Most Interesting Photography Links of The Week 002
This is my second post detailing my favourite photography links of the week. For the most part, these are links that have been posted within the past week, but occasionally there will be older links that I’ve only just found, and in this case, it’s the past two weeks because I was travelling home from Washington DC last Sunday.
I found this link on a photography website I visit, and it’s unlisted, so you have to have the link to see it, and I don’t know why that is, or how long it will be up for, so I recommend viewing it sooner rather than later. They show you how they use minimal (cheap) gear for the lighting (granted the photos were shot on a 1D), and position them to get the desired effect. Very insightful, and although it’s 26 minutes long, it’s worth the time.

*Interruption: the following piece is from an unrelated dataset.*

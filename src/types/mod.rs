pub mod events;
pub mod record;
pub mod traits;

This is a link that’s been on the internet for around a year now, but I only just stumbled across it, probably because the language appears to be Russian. It’s a selection of 4X5 colour Kodachrome prints from the second world war, detailing the production of US military equipment. It just makes you want to go out and shoot on film a bit more.
Eric Kim has a really interesting blog about street photography, which I only just found recently. This is his third list of things he’s learned about street photography in 2 years, and it shows his progress as a photographer. Some of the points are a bit of a stretch, but they’re supposed to be taken with a grain of salt. Have a look, overall, it’s very good.
“In 2009 we embarked on a project to take close-up, wide-angle photographs of African animals. To accomplish this we created BeetleCam, a small remote control buggy with a DSLR camera mounted on top. Filled with trepidation, we boarded a plane bound for Tanzania. We had little idea what to expect… would BeetleCam survive?”
They’ve basically strapped a Canon 550D and a Canon 1Ds MK III to a couple remote controlled cars, and got up close and personal with some lions in the wild. Some really cool shots, definitely worth checking out.
I want a Canon EOS 5D MkIII, guilty as charged. I promise (maybe) that this will be the last think I link to about the new camera, for at least a week. It’s a hands-on video review of the new camera from Kai at DigitalRev, and he gives us a good insight on how the camera feels, how it operates, sounds, looks, and generally operates. CAUTION: Don’t watch this video if you can’t afford to go straight to a pre order page.
Lightroom 4 is here, and not only is it better, but it’s half the price as Lightroom 4 when it was first released. Here’s what PopPhoto has to say:
“Probably the biggest change in the new release is the new Process Version. It represents a fundamental change in the way the software process images. Fill light, Recovery, and Brightness have all gone away. Instead, Adobe has opted to include four main sliders, Highlights, Shadows, Whites, and Blacks. You can still achieve the same basic effects, but you now have more control of which part of the image you affect with your adjustments. It takes a little getting used to, but the extra leeway it seems to offer in terms of preserving image information makes it worth it.”